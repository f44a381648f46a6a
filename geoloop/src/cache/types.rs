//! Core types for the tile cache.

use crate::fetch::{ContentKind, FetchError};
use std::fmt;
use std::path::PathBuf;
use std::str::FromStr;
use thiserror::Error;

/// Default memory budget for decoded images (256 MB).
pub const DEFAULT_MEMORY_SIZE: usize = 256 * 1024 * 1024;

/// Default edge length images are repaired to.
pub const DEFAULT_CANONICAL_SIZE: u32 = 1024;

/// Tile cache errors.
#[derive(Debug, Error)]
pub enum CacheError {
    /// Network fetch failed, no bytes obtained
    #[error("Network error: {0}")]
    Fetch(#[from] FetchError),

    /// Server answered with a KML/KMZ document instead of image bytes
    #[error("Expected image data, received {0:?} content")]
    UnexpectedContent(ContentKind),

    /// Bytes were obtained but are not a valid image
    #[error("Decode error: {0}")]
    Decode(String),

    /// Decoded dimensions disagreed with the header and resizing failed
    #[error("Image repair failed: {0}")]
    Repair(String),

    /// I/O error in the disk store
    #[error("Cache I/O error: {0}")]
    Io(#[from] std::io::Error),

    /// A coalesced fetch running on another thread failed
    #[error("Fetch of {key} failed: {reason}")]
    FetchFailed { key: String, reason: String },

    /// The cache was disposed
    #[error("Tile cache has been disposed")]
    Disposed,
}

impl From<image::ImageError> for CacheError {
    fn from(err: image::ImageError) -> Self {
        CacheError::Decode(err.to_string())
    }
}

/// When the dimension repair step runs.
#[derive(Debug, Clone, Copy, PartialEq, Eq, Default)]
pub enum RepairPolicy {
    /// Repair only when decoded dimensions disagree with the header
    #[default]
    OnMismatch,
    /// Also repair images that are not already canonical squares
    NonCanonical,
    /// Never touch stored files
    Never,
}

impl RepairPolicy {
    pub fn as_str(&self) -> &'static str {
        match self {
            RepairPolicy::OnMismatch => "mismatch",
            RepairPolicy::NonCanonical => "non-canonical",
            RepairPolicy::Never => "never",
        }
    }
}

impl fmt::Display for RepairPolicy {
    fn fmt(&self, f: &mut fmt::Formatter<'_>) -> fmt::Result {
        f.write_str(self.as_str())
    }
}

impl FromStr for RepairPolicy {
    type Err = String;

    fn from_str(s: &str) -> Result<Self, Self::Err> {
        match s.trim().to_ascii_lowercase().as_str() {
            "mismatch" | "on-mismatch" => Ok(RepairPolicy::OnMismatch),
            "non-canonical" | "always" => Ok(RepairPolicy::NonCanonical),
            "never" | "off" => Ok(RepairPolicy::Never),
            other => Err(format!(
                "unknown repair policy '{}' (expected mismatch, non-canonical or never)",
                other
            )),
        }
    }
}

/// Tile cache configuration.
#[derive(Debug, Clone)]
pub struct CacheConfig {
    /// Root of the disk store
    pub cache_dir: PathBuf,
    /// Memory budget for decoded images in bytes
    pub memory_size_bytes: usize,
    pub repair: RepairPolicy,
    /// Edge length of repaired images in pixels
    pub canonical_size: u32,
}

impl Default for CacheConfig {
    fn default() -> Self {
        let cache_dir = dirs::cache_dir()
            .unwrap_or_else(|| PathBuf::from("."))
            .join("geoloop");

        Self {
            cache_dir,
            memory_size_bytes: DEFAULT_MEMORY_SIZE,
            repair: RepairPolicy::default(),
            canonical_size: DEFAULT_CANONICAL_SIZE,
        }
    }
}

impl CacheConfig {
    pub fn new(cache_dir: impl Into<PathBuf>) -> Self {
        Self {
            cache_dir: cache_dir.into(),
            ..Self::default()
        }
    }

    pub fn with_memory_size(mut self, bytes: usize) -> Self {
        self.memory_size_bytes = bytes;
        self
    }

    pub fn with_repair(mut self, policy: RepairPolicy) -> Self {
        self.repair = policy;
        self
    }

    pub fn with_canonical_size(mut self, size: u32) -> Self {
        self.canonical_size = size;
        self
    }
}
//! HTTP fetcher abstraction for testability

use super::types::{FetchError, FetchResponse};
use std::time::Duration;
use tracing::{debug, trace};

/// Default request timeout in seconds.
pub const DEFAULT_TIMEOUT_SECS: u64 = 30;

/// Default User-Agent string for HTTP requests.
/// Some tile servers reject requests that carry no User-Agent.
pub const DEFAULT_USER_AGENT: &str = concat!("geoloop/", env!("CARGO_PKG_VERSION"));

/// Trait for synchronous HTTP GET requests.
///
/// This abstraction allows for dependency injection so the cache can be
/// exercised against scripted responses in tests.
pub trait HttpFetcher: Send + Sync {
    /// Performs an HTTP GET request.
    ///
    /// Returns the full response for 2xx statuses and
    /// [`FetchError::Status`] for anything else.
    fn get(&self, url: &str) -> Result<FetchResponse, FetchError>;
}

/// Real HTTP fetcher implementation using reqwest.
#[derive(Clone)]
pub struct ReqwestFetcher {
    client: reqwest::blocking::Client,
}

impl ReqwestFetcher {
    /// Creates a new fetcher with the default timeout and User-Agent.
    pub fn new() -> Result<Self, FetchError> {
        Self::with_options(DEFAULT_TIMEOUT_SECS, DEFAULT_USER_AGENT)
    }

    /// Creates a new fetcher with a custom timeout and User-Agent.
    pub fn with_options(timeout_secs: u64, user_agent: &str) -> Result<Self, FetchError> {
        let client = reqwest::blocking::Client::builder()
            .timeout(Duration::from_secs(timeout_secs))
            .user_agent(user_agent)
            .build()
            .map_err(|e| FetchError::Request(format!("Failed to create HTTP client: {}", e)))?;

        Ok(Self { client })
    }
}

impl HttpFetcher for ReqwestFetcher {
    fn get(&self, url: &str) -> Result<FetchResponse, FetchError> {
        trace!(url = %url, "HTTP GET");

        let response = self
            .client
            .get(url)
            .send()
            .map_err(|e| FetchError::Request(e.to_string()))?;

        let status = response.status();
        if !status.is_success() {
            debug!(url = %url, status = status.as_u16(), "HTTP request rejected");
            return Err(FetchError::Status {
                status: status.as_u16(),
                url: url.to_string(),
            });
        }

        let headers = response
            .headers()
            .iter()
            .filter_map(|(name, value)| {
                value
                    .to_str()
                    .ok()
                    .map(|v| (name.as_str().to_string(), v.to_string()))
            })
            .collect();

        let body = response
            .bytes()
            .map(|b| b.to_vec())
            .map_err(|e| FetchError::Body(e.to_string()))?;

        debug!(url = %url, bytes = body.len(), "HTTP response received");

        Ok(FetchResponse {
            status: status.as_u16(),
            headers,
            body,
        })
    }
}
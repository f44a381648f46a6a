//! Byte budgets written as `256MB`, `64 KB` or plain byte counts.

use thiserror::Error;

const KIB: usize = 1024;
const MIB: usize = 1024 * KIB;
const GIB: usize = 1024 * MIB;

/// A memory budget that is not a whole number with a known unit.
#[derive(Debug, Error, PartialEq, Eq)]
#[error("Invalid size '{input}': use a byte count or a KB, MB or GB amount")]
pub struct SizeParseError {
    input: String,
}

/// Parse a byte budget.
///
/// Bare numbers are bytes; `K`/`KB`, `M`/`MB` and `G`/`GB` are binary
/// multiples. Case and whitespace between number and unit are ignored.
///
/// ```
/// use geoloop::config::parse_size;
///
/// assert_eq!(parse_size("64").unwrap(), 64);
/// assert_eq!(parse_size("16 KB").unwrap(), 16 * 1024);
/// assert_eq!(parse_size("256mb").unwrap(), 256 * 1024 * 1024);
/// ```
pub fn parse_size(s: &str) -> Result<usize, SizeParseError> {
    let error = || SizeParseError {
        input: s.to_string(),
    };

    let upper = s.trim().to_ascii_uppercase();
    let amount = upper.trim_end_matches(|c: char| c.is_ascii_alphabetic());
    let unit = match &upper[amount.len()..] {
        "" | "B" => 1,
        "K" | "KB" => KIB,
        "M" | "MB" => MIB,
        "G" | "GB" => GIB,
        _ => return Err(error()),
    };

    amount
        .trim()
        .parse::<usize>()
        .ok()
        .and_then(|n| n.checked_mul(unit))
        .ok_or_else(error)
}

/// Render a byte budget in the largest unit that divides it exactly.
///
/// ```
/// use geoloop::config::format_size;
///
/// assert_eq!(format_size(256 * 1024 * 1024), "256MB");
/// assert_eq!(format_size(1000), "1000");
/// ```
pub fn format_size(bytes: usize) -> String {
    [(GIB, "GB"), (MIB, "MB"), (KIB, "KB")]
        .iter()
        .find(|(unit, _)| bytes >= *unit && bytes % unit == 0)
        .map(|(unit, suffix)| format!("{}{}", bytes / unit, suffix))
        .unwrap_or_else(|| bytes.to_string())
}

++++

* _Problem details_: Please give again the lines above between the line holding "pub fn with_memory_size(mut" and the line holding "pub fn with_canonical_size(mut", inclusive, exactly as they are and with nothing added.

* _Reply_:
    pub fn with_memory_size(mut self, bytes: usize) -> Self {
        self.memory_size_bytes = bytes;
        self
    }

    pub fn with_repair(mut self, policy: RepairPolicy) -> Self {
        self.repair = policy;
        self
    }

    pub fn with_canonical_size(mut self, size: u32) -> Self {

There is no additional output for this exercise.